To be fair, what he is doing is not comparing the two actions, his argument is based on showing that this justification for necromancy which has been offered, that is, consequentialism, can also justify things which are abhorrent.

Thus it can be seen that an argument that can also justify terrible things may not be the most desirable argument to use to support your point.

Fenrazer
2010-07-20, 08:32 PM
Pushing Up Daisies is more a guy with Speak with Dead as an SLA.

If he walked around bringing people's corpses to 'life' as mindless automatons to do his bidding, necromancer might be a fitting descriptor.

Exactly why I said it is a perfect example of a good Necrom. If he was evil he may do what you described, but I'm pretty sure that the mechanics of any undead creating spell involves specifics that make thee undead being raised mindless automations to do the makers bidding. Surely when being raised they don't just say "well I'm alive, so I guess Ill do as that guy tells me instead of eating him alive." No sir. He has power over the dead which requires somatics. Definitely a Necromancer. A Good Necromancer.

Avilan the Grey
2010-07-20, 10:11 PM
How many such people will a necromancer find, though? It seems like being undead is not a very pleasant experience. Not only are you physically rotting away, but you are (generally) without a will of your own, and while your living, conscious mind was OK with the idea before death, your immortal soul will fight it regardless afterwards. I'm not sure there will be a lot of people who are OK with this. Dead souls want to rest.
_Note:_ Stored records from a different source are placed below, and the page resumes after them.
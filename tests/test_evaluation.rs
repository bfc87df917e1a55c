//! Integration tests for cross-validated runs
//!
//! Runs the decoder end to end on synthetic two-class data where class 1
//! carries more power on the first channels.

use epoch_decoder::evaluation::report::{PredictionArtifact, PREDICTIONS_FILE, RUN_LOG_FILE};
use epoch_decoder::prelude::*;
use ndarray::{Array1, Array2, Array3};
use rand::{Rng, SeedableRng};
use rand_chacha::ChaCha8Rng;
use std::collections::BTreeMap;
use tempfile::tempdir;

// ============================================================================
// Helpers
// ============================================================================

fn synthetic_dataset(n_subjects: usize, per_class: usize, n_channels: usize) -> Dataset {
    let mut rng = ChaCha8Rng::seed_from_u64(7);
    let n_times = 32;
    let subjects = (0..n_subjects)
        .map(|s| {
            let n = 2 * per_class;
            let labels: Array1<usize> = (0..n).map(|i| i / per_class).collect();
            let epochs = Array3::from_shape_fn((n, n_channels, n_times), |(e, c, t)| {
                let gain = if labels[e] == 1 && c < 2 { 3.0 } else { 1.0 };
                gain * ((t as f64) * (0.3 + 0.1 * c as f64)).sin() + rng.gen_range(-0.5..0.5)
            });
            SubjectData::new(format!("s{:02}", s), epochs, labels).unwrap()
        })
        .collect();
    let channels = (0..n_channels).map(|c| format!("E{}", c + 1)).collect();
    Dataset::new(subjects, channels, vec!["rest".into(), "move".into()], 128.0).unwrap()
}

/// Pipeline that can never be fitted
#[derive(Debug, Clone, Default)]
struct Unfittable;

impl Classifier for Unfittable {
    fn fit(&mut self, _x: &Array3<f64>, _y: &Array1<usize>) -> Result<()> {
        Err(DecoderError::ValidationError("matrix is singular".to_string()))
    }

    fn predict_proba(&self, _x: &Array3<f64>) -> Result<Array2<f64>> {
        Err(DecoderError::ModelNotFitted)
    }

    fn set_param(&mut self, name: &str, value: &ParamValue) -> Result<()> {
        Err(DecoderError::InvalidParameter {
            name: name.to_string(),
            value: value.to_string(),
            reason: "no hyperparameters".to_string(),
        })
    }

    fn params(&self) -> Params {
        Params::new()
    }

    fn clone_box(&self) -> Box<dyn Classifier> {
        Box::new(self.clone())
    }
}

/// Always answers the first class with certainty
#[derive(Debug, Clone, Default)]
struct FirstClass;

impl Classifier for FirstClass {
    fn fit(&mut self, _x: &Array3<f64>, _y: &Array1<usize>) -> Result<()> {
        Ok(())
    }

    fn predict_proba(&self, x: &Array3<f64>) -> Result<Array2<f64>> {
        let mut proba = Array2::zeros((x.shape()[0], 1));
        proba.fill(1.0);
        Ok(proba)
    }

    fn set_param(&mut self, name: &str, value: &ParamValue) -> Result<()> {
        Err(DecoderError::InvalidParameter {
            name: name.to_string(),
            value: value.to_string(),
            reason: "no hyperparameters".to_string(),
        })
    }

    fn params(&self) -> Params {
        Params::new()
    }

    fn clone_box(&self) -> Box<dyn Classifier> {
        Box::new(self.clone())
    }
}

fn two_builtins() -> RunConfig {
    RunConfig::new()
        .with_pipelines(vec!["LogVarNB".to_string(), "MDM".to_string()])
        .with_cv(CVStrategy::GroupKFold { n_splits: 2 })
}

// ============================================================================
// Failure isolation
// ============================================================================

#[test]
fn test_failing_pipeline_is_removed_and_run_completes() {
    let out = tempdir().unwrap();
    let mut decoder = Decoder::new(two_builtins().with_output_dir(out.path())).unwrap();
    assert!(decoder.add_or_modify("Broken", Box::new(Unfittable), TuningSpec::None));
    assert_eq!(decoder.catalog().names(), vec!["Broken", "LogVarNB", "MDM"]);

    let report = decoder.run(synthetic_dataset(2, 10, 3)).unwrap();

    assert_eq!(decoder.stage(), RunStage::Done);
    assert_eq!(decoder.catalog().names(), vec!["LogVarNB", "MDM"]);
    assert_eq!(report.n_folds, 2);
    assert_eq!(report.removed.len(), 1);
    assert_eq!(report.removed[0].name, "Broken");
    assert_eq!(report.removed[0].fold, Some(0));
    assert!(report.is_degraded());

    assert!(!decoder.tracker().contains("Broken"));
    assert!(!report.scorecards.contains_key("Broken"));
    let expected = decoder.tracker().expected_answers().len();
    assert_eq!(expected, 40);
    for (name, state) in decoder.tracker().iter() {
        assert_eq!(state.predictions.len(), expected, "{}", name);
        assert_eq!(state.probabilities.len(), expected, "{}", name);
        assert_eq!(state.fold_scores.len(), 2, "{}", name);
    }
    for card in report.scorecards.values() {
        let total: usize = card.confusion.iter().flatten().sum();
        assert_eq!(total, 40);
        assert!((0.0..=1.0).contains(&card.accuracy));
    }

    let log = std::fs::read_to_string(out.path().join(RUN_LOG_FILE)).unwrap();
    assert!(log.contains("removed Broken : "));
    assert!(log.contains("pipelines : [\"LogVarNB\", \"MDM\"]"));
    let artifact = PredictionArtifact::load(&out.path().join(PREDICTIONS_FILE)).unwrap();
    assert!(!artifact.predictions.contains_key("Broken"));
    assert_eq!(artifact.expected_answers.len(), 40);
}

#[test]
fn test_only_failing_pipelines_abort_the_run() {
    let config = RunConfig::new().with_cv(CVStrategy::GroupKFold { n_splits: 2 });
    let mut catalog = PipelineCatalog::new();
    catalog.add_or_modify("Broken", Box::new(Unfittable), TuningSpec::None);
    let mut decoder = Decoder::with_catalog(config, catalog);

    let err = decoder.run(synthetic_dataset(2, 6, 3)).unwrap_err();
    assert!(matches!(err, DecoderError::AggregationError(_)));
    assert!(err.is_fatal());
    assert_eq!(decoder.stage(), RunStage::Abort);
    assert!(decoder.catalog().is_empty());
}

#[test]
fn test_narrow_probabilities_are_padded() {
    let mut catalog = PipelineCatalog::new();
    catalog.add_or_modify("FirstClass", Box::new(FirstClass), TuningSpec::None);
    let mut decoder = Decoder::with_catalog(RunConfig::new().with_cv(CVStrategy::KFold { n_splits: 3, shuffle: false }), catalog);

    let report = decoder.run(synthetic_dataset(1, 6, 3)).unwrap();
    let card = &report.scorecards["FirstClass"];
    assert_eq!(card.confusion, vec![vec![6, 0], vec![6, 0]]);
    assert!((card.accuracy - 0.5).abs() < 1e-12);
    let state = decoder.tracker().get("FirstClass").unwrap();
    assert!(state.probabilities.iter().all(|row| row == &vec![1.0, 0.0]));
}

// ============================================================================
// Determinism and ordering
// ============================================================================

#[test]
fn test_runs_are_repeatable() {
    let dataset = synthetic_dataset(3, 8, 3);
    let config = two_builtins().with_cv(CVStrategy::KFold { n_splits: 4, shuffle: true });

    let mut first = Decoder::new(config.clone()).unwrap();
    let mut second = Decoder::new(config).unwrap();
    let a = first.run(dataset.clone()).unwrap();
    let b = second.run(dataset).unwrap();

    assert_eq!(first.artifact().predictions, second.artifact().predictions);
    assert_eq!(first.artifact().expected_answers, second.artifact().expected_answers);
    for (name, card) in &a.scorecards {
        assert_eq!(card.accuracy, b.scorecards[name].accuracy);
    }
}

#[test]
fn test_rerun_starts_from_clean_state() {
    let dataset = synthetic_dataset(2, 5, 3);
    let mut decoder = Decoder::new(two_builtins()).unwrap();
    decoder.run(dataset.clone()).unwrap();
    decoder.run(dataset).unwrap();

    assert_eq!(decoder.tracker().expected_answers().len(), 20);
    assert_eq!(decoder.tracker().get("MDM").unwrap().fold_scores.len(), 2);
}

// ============================================================================
// Catalog management between runs
// ============================================================================

#[test]
fn test_delete_is_all_or_nothing() {
    let mut decoder = Decoder::new(two_builtins()).unwrap();
    let err = decoder.delete(&["MDM", "Missing"]).unwrap_err();
    assert!(matches!(err, DecoderError::PipelineNotFound(_)));
    assert_eq!(decoder.catalog().len(), 2);
    assert!(decoder.tracker().contains("MDM"));

    decoder.delete(&["MDM"]).unwrap();
    assert_eq!(decoder.catalog().names(), vec!["LogVarNB"]);
    assert!(!decoder.tracker().contains("MDM"));
}

#[test]
fn test_modify_parameters_of_unknown_pipeline() {
    let mut decoder = Decoder::new(two_builtins()).unwrap();
    let err = decoder
        .modify_parameters("TSLR", TuningSpec::random(vec!["nelec".to_string()], Some(3)))
        .unwrap_err();
    assert!(matches!(err, DecoderError::PipelineNotFound(_)));
}

// ============================================================================
// Optional stages
// ============================================================================

#[test]
fn test_selection_and_tuning_before_folds() {
    let config = RunConfig::new()
        .with_pipelines(vec!["CSP".to_string(), "ERPLR".to_string()])
        .with_cv(CVStrategy::KFold { n_splits: 3, shuffle: true })
        .with_feature_selection(SelectionMode::Manual(3))
        .with_tuning(true);
    let mut decoder = Decoder::new(config).unwrap();

    let report = decoder.run(synthetic_dataset(2, 12, 5)).unwrap();

    let selection = report.selection.as_ref().unwrap();
    assert_eq!(selection.channels.len(), 3);
    assert_eq!(selection.channel_names.len(), 3);
    let tuned: Vec<&str> = report.tuned.iter().map(|t| t.name.as_str()).collect();
    assert_eq!(tuned, vec!["CSP", "ERPLR"]);

    let csp = &report.tuned[0];
    assert_eq!(csp.mode, TuningMode::Random);
    let n_components = csp.best_params.get("n_components").cloned();
    // Three selected channels bound the draws to [1, 1].
    assert_eq!(n_components, Some(ParamValue::Int(1)));
    assert_eq!(report.tuned[1].n_candidates, 4);
}

#[test]
fn test_holdout_subjects_are_scored_after_cv() {
    let config = two_builtins().with_holdout(3);
    let mut decoder = Decoder::new(config).unwrap();

    let report = decoder.run(synthetic_dataset(3, 6, 3)).unwrap();

    // One of three subjects is held out, two remain for two folds.
    assert_eq!(decoder.tracker().expected_answers().len(), 24);
    let held: BTreeMap<&str, usize> = report
        .holdout
        .iter()
        .map(|(name, card)| (name.as_str(), card.n_samples))
        .collect();
    assert_eq!(held, BTreeMap::from([("LogVarNB", 12), ("MDM", 12)]));
}

#[test]
fn test_intra_subject_folds_per_subject() {
    let config = two_builtins().with_cv(CVStrategy::IntraSubject { n_splits: 3 });
    let mut decoder = Decoder::new(config).unwrap();

    let report = decoder.run(synthetic_dataset(2, 6, 3)).unwrap();

    assert_eq!(report.n_folds, 6);
    let expected = decoder.tracker().expected_answers().len();
    assert_eq!(expected, 24);
    for (name, state) in decoder.tracker().iter() {
        assert_eq!(state.predictions.len(), expected, "{}", name);
        assert_eq!(state.fold_scores.len(), 6, "{}", name);
    }
}

#[test]
fn test_failed_tuning_is_skipped_and_catalog_kept() {
    let config = RunConfig::new()
        .with_pipelines(vec!["ERPLR".to_string(), "LogVarNB".to_string()])
        .with_cv(CVStrategy::GroupKFold { n_splits: 2 })
        .with_tuning(true);
    let mut decoder = Decoder::new(config).unwrap();
    decoder
        .modify_parameters("LogVarNB", TuningSpec::random(vec!["bogus".to_string()], Some(2)))
        .unwrap();
    let before: BTreeMap<String, Params> = decoder
        .catalog()
        .iter()
        .map(|entry| (entry.name.clone(), entry.estimator.params()))
        .collect();

    let report = decoder.run(synthetic_dataset(2, 6, 3)).unwrap();

    assert_eq!(report.skipped.len(), 1);
    assert_eq!(report.skipped[0].stage, RunStage::HyperTune);
    assert!(report.tuned.is_empty());
    assert!(report.is_degraded());
    let after: BTreeMap<String, Params> = decoder
        .catalog()
        .iter()
        .map(|entry| (entry.name.clone(), entry.estimator.params()))
        .collect();
    assert_eq!(before, after);
    assert_eq!(after["ERPLR"].get("factor"), Some(&ParamValue::Int(2)));
    assert_eq!(report.scorecards.len(), 2);
}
Depends more on the type of Undead, I think, and in what system. D&D basic skeletons are apparently closer to automations than to anything else; brainless (immune to Ilithids) for example.

Aquillion
2010-07-20, 10:38 PM
How many such people will a necromancer find, though? It seems like being undead is not a very pleasant experience. Not only are you physically rotting away, but you are (generally) without a will of your own, and while your living, conscious mind was OK with the idea before death, your immortal soul will fight it regardless afterwards. I'm not sure there will be a lot of people who are OK with this. Dead souls want to rest.I'm not sure if it's been mentioned, but Planescape has the Dustmen, who basically offer contracts where they 'buy' your body in advance, getting it when you die, in exchange for money here and now. I think many people would agree to that...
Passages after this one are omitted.